Stored data

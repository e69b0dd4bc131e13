//! Type descriptor: lazy materialization state machine
//!
//! A [`TypeDescriptor`] pairs one type's metadata with the host reflection
//! object built from it, and remembers how stale that object is:
//!
//! | State         | Next `materialize` runs      |
//! |---------------|------------------------------|
//! | `NeedRebuild` | `create_type` + `rebuild_type` |
//! | `NeedUpdate`  | `create_type` + `update_type`  |
//! | `UpToDate`    | nothing                      |
//!
//! Staleness only moves forward to `UpToDate` through [`materialize`]; the
//! external change detector moves it back with [`promote`] or [`reload`].
//!
//! [`materialize`]: TypeDescriptor::materialize
//! [`promote`]: TypeDescriptor::promote
//! [`reload`]: TypeDescriptor::reload

use std::fmt;
use std::marker::PhantomData;
use std::sync::Arc;

use serde::de::DeserializeOwned;
use tether_sdk::{
    AssemblyContext, ChangeKind, ReflectionHost, TypeBuilder, TypeHandle, TypeKind, TypeMetadata,
};

use crate::error::{BuildPhase, ReflectError, ReflectResult};

/// Staleness of a descriptor's reflection object
#[derive(Debug, Clone, Copy, PartialEq, Eq, Hash, Default)]
pub enum TypeState {
    /// Structure changed (or never built); needs a full rebuild
    #[default]
    NeedRebuild,
    /// Only behavior changed; needs a lightweight update
    NeedUpdate,
    /// Reflection object matches the metadata
    UpToDate,
}

impl TypeState {
    /// State after observing `change`. A pending rebuild is never downgraded.
    pub fn promote(self, change: ChangeKind) -> TypeState {
        let pending = match self {
            TypeState::NeedRebuild => change.merge(ChangeKind::Structural),
            TypeState::NeedUpdate => change.merge(ChangeKind::Behavioral),
            TypeState::UpToDate => change,
        };
        TypeState::pending(pending)
    }

    /// State that has `change` outstanding
    pub fn pending(change: ChangeKind) -> TypeState {
        match change {
            ChangeKind::Structural => TypeState::NeedRebuild,
            ChangeKind::Behavioral => TypeState::NeedUpdate,
        }
    }

    /// Whether a materialization would call the builder
    pub fn is_stale(self) -> bool {
        self != TypeState::UpToDate
    }
}

impl fmt::Display for TypeState {
    fn fmt(&self, f: &mut fmt::Formatter<'_>) -> fmt::Result {
        f.write_str(match self {
            TypeState::NeedRebuild => "need-rebuild",
            TypeState::NeedUpdate => "need-update",
            TypeState::UpToDate => "up-to-date",
        })
    }
}

/// Per-type state holder driving a [`TypeBuilder`]
pub struct TypeDescriptor<B: TypeBuilder> {
    metadata: Arc<B::Metadata>,
    live_type: Option<TypeHandle<B::Field>>,
    state: TypeState,
    owning_assembly: Arc<AssemblyContext>,
    _builder: PhantomData<fn() -> B>,
}

impl<B: TypeBuilder> TypeDescriptor<B> {
    /// Create a descriptor for freshly parsed metadata (`NeedRebuild`, no live type)
    pub fn new(metadata: Arc<B::Metadata>, owning_assembly: Arc<AssemblyContext>) -> Self {
        Self {
            metadata,
            live_type: None,
            state: TypeState::NeedRebuild,
            owning_assembly,
            _builder: PhantomData,
        }
    }

    /// Create a descriptor from a JSON metadata value
    pub fn from_json(
        value: serde_json::Value,
        owning_assembly: Arc<AssemblyContext>,
    ) -> ReflectResult<Self>
    where
        B::Metadata: DeserializeOwned,
    {
        let type_name = value
            .get("name")
            .and_then(|n| n.as_str())
            .unwrap_or("<unnamed>")
            .to_string();
        let metadata: B::Metadata = serde_json::from_value(value).map_err(|e| {
            ReflectError::MalformedMetadata {
                type_name,
                reason: e.to_string(),
            }
        })?;
        Ok(Self::new(Arc::new(metadata), owning_assembly))
    }

    /// Metadata record
    pub fn metadata(&self) -> &Arc<B::Metadata> {
        &self.metadata
    }

    /// Owning assembly context
    pub fn owning_assembly(&self) -> &Arc<AssemblyContext> {
        &self.owning_assembly
    }

    /// Current staleness
    pub fn state(&self) -> TypeState {
        self.state
    }

    /// Handle to the last materialized reflection object
    pub fn live_type(&self) -> Option<TypeHandle<B::Field>> {
        self.live_type
    }

    /// Type name from the metadata
    pub fn type_name(&self) -> &str {
        self.metadata.type_name()
    }

    /// Type kind from the metadata
    pub fn kind(&self) -> TypeKind {
        self.metadata.kind()
    }

    /// Fast-path check: the live type if nothing needs building
    pub fn current(&self, host: &B::Host) -> Option<TypeHandle<B::Field>> {
        match (self.state, self.live_type) {
            (TypeState::UpToDate, Some(handle)) if host.is_live(handle.raw()) => Some(handle),
            _ => None,
        }
    }

    /// Bring the reflection object in sync with the metadata and return it.
    ///
    /// Runs exactly one of {nothing, create + rebuild, create + update},
    /// chosen by the state at entry. On failure the descriptor is left as it
    /// was, so the next call retries the same pending work.
    pub fn materialize(&mut self, host: &mut B::Host) -> ReflectResult<TypeHandle<B::Field>> {
        if let Some(handle) = self.current(host) {
            tracing::trace!(type_name = self.type_name(), "reflection object up to date");
            return Ok(handle);
        }

        // Up to date but not current: the host tore the object down.
        let entry_state = match (self.state, self.live_type) {
            (TypeState::UpToDate, handle) => {
                tracing::warn!(
                    type_name = self.type_name(),
                    ?handle,
                    "reflection object was torn down by the host, rebuilding"
                );
                TypeState::NeedRebuild
            }
            (state, _) => state,
        };

        self.check_generation()?;
        if !self.owning_assembly.is_loaded() {
            return Err(ReflectError::AssemblyUnloaded {
                name: self.owning_assembly.name().to_string(),
                generation: self.owning_assembly.generation(),
            });
        }

        tracing::debug!(
            type_name = self.type_name(),
            kind = %self.kind(),
            state = %entry_state,
            "materializing type"
        );

        let mut builder = B::new(self.metadata.clone(), self.owning_assembly.clone());
        let handle = builder
            .create_type(host)
            .map_err(|e| ReflectError::from_build(self.type_name(), BuildPhase::Create, e))?;

        match entry_state {
            TypeState::NeedUpdate => builder
                .update_type(host)
                .map_err(|e| ReflectError::from_build(self.type_name(), BuildPhase::Update, e))?,
            TypeState::NeedRebuild | TypeState::UpToDate => builder
                .rebuild_type(host)
                .map_err(|e| ReflectError::from_build(self.type_name(), BuildPhase::Rebuild, e))?,
        }

        self.live_type = Some(handle);
        self.state = TypeState::UpToDate;
        Ok(handle)
    }

    /// Mark the reflection object stale after an external change.
    ///
    /// A structural change always wins over a behavioral one.
    pub fn promote(&mut self, change: ChangeKind) -> TypeState {
        let promoted = self.state.promote(change);
        if promoted != self.state {
            tracing::debug!(
                type_name = self.type_name(),
                from = %self.state,
                to = %promoted,
                "type promoted"
            );
        }
        self.state = promoted;
        promoted
    }

    /// Rebase the descriptor onto metadata from a newer assembly generation.
    ///
    /// The change between the old and new metadata is classified and the
    /// state promoted accordingly. The live type is kept, so a behavior-only
    /// reload preserves the reflection object's identity. Metadata that does
    /// not belong to `assembly` is rejected and the descriptor left untouched.
    pub fn reload(
        &mut self,
        metadata: Arc<B::Metadata>,
        assembly: Arc<AssemblyContext>,
    ) -> ReflectResult<Option<ChangeKind>> {
        if metadata.generation() != assembly.generation() {
            return Err(ReflectError::CrossGenerationMismatch {
                type_name: metadata.type_name().to_string(),
                metadata: metadata.generation(),
                assembly: assembly.generation(),
            });
        }

        let change = self.metadata.classify_change(&metadata);
        self.metadata = metadata;
        self.owning_assembly = assembly;
        if let Some(change) = change {
            self.promote(change);
        }
        Ok(change)
    }

    /// The host tore down the reflection object; forget it and rebuild next time.
    pub fn invalidate(&mut self) {
        self.live_type = None;
        self.state = TypeState::NeedRebuild;
    }

    fn check_generation(&self) -> ReflectResult<()> {
        let metadata = self.metadata.generation();
        let assembly = self.owning_assembly.generation();
        if metadata != assembly {
            return Err(ReflectError::CrossGenerationMismatch {
                type_name: self.type_name().to_string(),
                metadata,
                assembly,
            });
        }
        Ok(())
    }
}

impl<B: TypeBuilder> fmt::Debug for TypeDescriptor<B> {
    fn fmt(&self, f: &mut fmt::Formatter<'_>) -> fmt::Result {
        f.debug_struct("TypeDescriptor")
            .field("type_name", &self.type_name())
            .field("state", &self.state)
            .field("live_type", &self.live_type)
            .field("assembly", &self.owning_assembly.name())
            .field("generation", &self.owning_assembly.generation())
            .finish()
    }
}
//! Loader configuration
//!
//! Options can be built in code, or read from a JSON document where every key
//! is optional:
//!
//! ```json
//! { "unload_warn_after_ms": 200, "unload_timeout_ms": 1000, "unload_poll_interval_ms": 10 }
//! ```

use std::path::Path;
use std::time::Duration;

use serde::Deserialize;

use crate::defaults::{
    DEFAULT_UNLOAD_POLL_INTERVAL_MS, DEFAULT_UNLOAD_TIMEOUT_MS, DEFAULT_UNLOAD_WARN_AFTER_MS,
};
use crate::error::{ReflectError, ReflectResult};

/// Options for [`AssemblyLoader`](crate::AssemblyLoader)
#[derive(Debug, Clone, PartialEq, Eq, Deserialize)]
#[serde(default, deny_unknown_fields)]
pub struct LoaderOptions {
    /// Log a warning once an unload has waited this long (ms)
    pub unload_warn_after_ms: u64,
    /// Give up unloading after this long (ms)
    pub unload_timeout_ms: u64,
    /// Poll interval while waiting for holders to release (ms)
    pub unload_poll_interval_ms: u64,
}

impl Default for LoaderOptions {
    fn default() -> Self {
        Self {
            unload_warn_after_ms: DEFAULT_UNLOAD_WARN_AFTER_MS,
            unload_timeout_ms: DEFAULT_UNLOAD_TIMEOUT_MS,
            unload_poll_interval_ms: DEFAULT_UNLOAD_POLL_INTERVAL_MS,
        }
    }
}

impl LoaderOptions {
    /// Parse options from a JSON string
    pub fn from_json_str(json: &str) -> ReflectResult<Self> {
        let options: Self =
            serde_json::from_str(json).map_err(|e| ReflectError::Config(e.to_string()))?;
        options.validate()?;
        Ok(options)
    }

    /// Read options from a JSON file
    pub fn from_file(path: impl AsRef<Path>) -> ReflectResult<Self> {
        let path = path.as_ref();
        let json = std::fs::read_to_string(path)
            .map_err(|e| ReflectError::Config(format!("{}: {}", path.display(), e)))?;
        Self::from_json_str(&json)
    }

    /// Set the unload timeout
    pub fn with_unload_timeout(mut self, timeout: Duration) -> Self {
        self.unload_timeout_ms = saturating_millis(timeout);
        self
    }

    /// Set the slow-unload warning threshold
    pub fn with_unload_warn_after(mut self, after: Duration) -> Self {
        self.unload_warn_after_ms = saturating_millis(after);
        self
    }

    /// Unload warning threshold
    pub fn unload_warn_after(&self) -> Duration {
        Duration::from_millis(self.unload_warn_after_ms)
    }

    /// Unload timeout
    pub fn unload_timeout(&self) -> Duration {
        Duration::from_millis(self.unload_timeout_ms)
    }

    /// Poll interval while unloading
    pub fn unload_poll_interval(&self) -> Duration {
        Duration::from_millis(self.unload_poll_interval_ms)
    }

    fn validate(&self) -> ReflectResult<()> {
        if self.unload_poll_interval_ms == 0 {
            return Err(ReflectError::Config(
                "unload_poll_interval_ms must be greater than zero".to_string(),
            ));
        }
        if self.unload_warn_after_ms > self.unload_timeout_ms {
            return Err(ReflectError::Config(format!(
                "unload_warn_after_ms ({}) exceeds unload_timeout_ms ({})",
                self.unload_warn_after_ms, self.unload_timeout_ms
            )));
        }
        Ok(())
    }
}

fn saturating_millis(duration: Duration) -> u64 {
    u64::try_from(duration.as_millis()).unwrap_or(u64::MAX)
}
use std::io::BufReader;
use std::path::Path;

use chrono::NaiveDateTime;
use image::codecs::jpeg::JpegEncoder;
use image::{DynamicImage, ImageFormat};

use crate::domain::{ImageInfo, Orientation};
use crate::enhance;
use crate::error::{Error, Result};
use crate::files::FileStore;

/// Decodes image files into pixels and encodes pixels back to files.
///
/// Implementations must write through a temp file + rename so an
/// interrupted encode never replaces the destination with partial data.
pub trait ImageCodec: Send + Sync {
    /// Decode the stored pixels. With `respect_orientation` the file's
    /// embedded EXIF orientation is applied to the result.
    fn decode(&self, path: &Path, respect_orientation: bool) -> Result<DynamicImage>;

    /// Encode `image` to `path`, picking the format from the extension.
    fn encode(&self, image: &DynamicImage, path: &Path) -> Result<()>;

    /// Read dimensions, orientation and exposure time without decoding pixels.
    fn probe(&self, path: &Path) -> Result<ImageInfo>;

    /// Automatic tonal adjustment.
    fn enhance(&self, image: &DynamicImage) -> DynamicImage {
        enhance::auto_enhance(image)
    }
}

/// Whether `path` has an extension the default codec can round-trip.
pub fn is_supported(path: &Path) -> bool {
    path.extension()
        .and_then(|e| e.to_str())
        .is_some_and(|e| {
            matches!(
                e.to_ascii_lowercase().as_str(),
                "jpg" | "jpeg" | "png" | "tif" | "tiff" | "webp"
            )
        })
}

/// `ImageCodec` backed by the `image` crate, with EXIF read by `kamadak-exif`.
#[derive(Debug, Clone)]
pub struct RasterCodec {
    jpeg_quality: u8,
    files: FileStore,
}

impl RasterCodec {
    pub fn new(jpeg_quality: u8) -> Self {
        Self {
            jpeg_quality: jpeg_quality.clamp(1, 100),
            files: FileStore,
        }
    }
}

impl Default for RasterCodec {
    fn default() -> Self {
        Self::new(90)
    }
}

impl ImageCodec for RasterCodec {
    fn decode(&self, path: &Path, respect_orientation: bool) -> Result<DynamicImage> {
        let image = image::open(path)?;
        if respect_orientation {
            Ok(read_exif(path).orientation.apply(image))
        } else {
            Ok(image)
        }
    }

    fn encode(&self, image: &DynamicImage, path: &Path) -> Result<()> {
        let format =
            ImageFormat::from_path(path).map_err(|_| Error::UnsupportedFormat(path.to_path_buf()))?;
        self.files.write_atomic(path, |out| {
            if format == ImageFormat::Jpeg {
                // JPEG carries neither alpha nor 16-bit channels
                let rgb = DynamicImage::ImageRgb8(image.to_rgb8());
                rgb.write_with_encoder(JpegEncoder::new_with_quality(out, self.jpeg_quality))?;
            } else {
                image.write_to(out, format)?;
            }
            Ok(())
        })
    }

    fn probe(&self, path: &Path) -> Result<ImageInfo> {
        let (width, height) = image::image_dimensions(path)?;
        let exif = read_exif(path);
        Ok(ImageInfo {
            width,
            height,
            orientation: exif.orientation,
            exposure: exif.exposure,
        })
    }
}

struct ExifFacts {
    orientation: Orientation,
    exposure: Option<NaiveDateTime>,
}

/// Orientation and capture time from EXIF. Missing or unreadable EXIF
/// yields an upright orientation and no exposure time.
fn read_exif(path: &Path) -> ExifFacts {
    let read = || -> Option<exif::Exif> {
        let file = std::fs::File::open(path).ok()?;
        let mut reader = BufReader::new(file);
        exif::Reader::new().read_from_container(&mut reader).ok()
    };
    let Some(exif) = read() else {
        return ExifFacts {
            orientation: Orientation::Zero,
            exposure: None,
        };
    };

    let orientation = exif
        .get_field(exif::Tag::Orientation, exif::In::PRIMARY)
        .and_then(|f| f.value.get_uint(0))
        .map(Orientation::from_exif)
        .unwrap_or_default();

    let exposure = [exif::Tag::DateTimeOriginal, exif::Tag::DateTime]
        .iter()
        .filter_map(|tag| exif.get_field(*tag, exif::In::PRIMARY))
        .find_map(|f| parse_exif_datetime(&f.display_value().to_string()));

    ExifFacts {
        orientation,
        exposure,
    }
}

/// Accepts both "2024-01-15 12:00:00" (display_value) and "2024:01:15 12:00:00" (raw).
fn parse_exif_datetime(value: &str) -> Option<NaiveDateTime> {
    let trimmed = value.trim().trim_matches('"');
    NaiveDateTime::parse_from_str(trimmed, "%Y-%m-%d %H:%M:%S")
        .or_else(|_| NaiveDateTime::parse_from_str(trimmed, "%Y:%m:%d %H:%M:%S"))
        .ok()
}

TASK TO COMPLETE
With no other words, report how many lines in the entries hold the string "that".

RESULT
3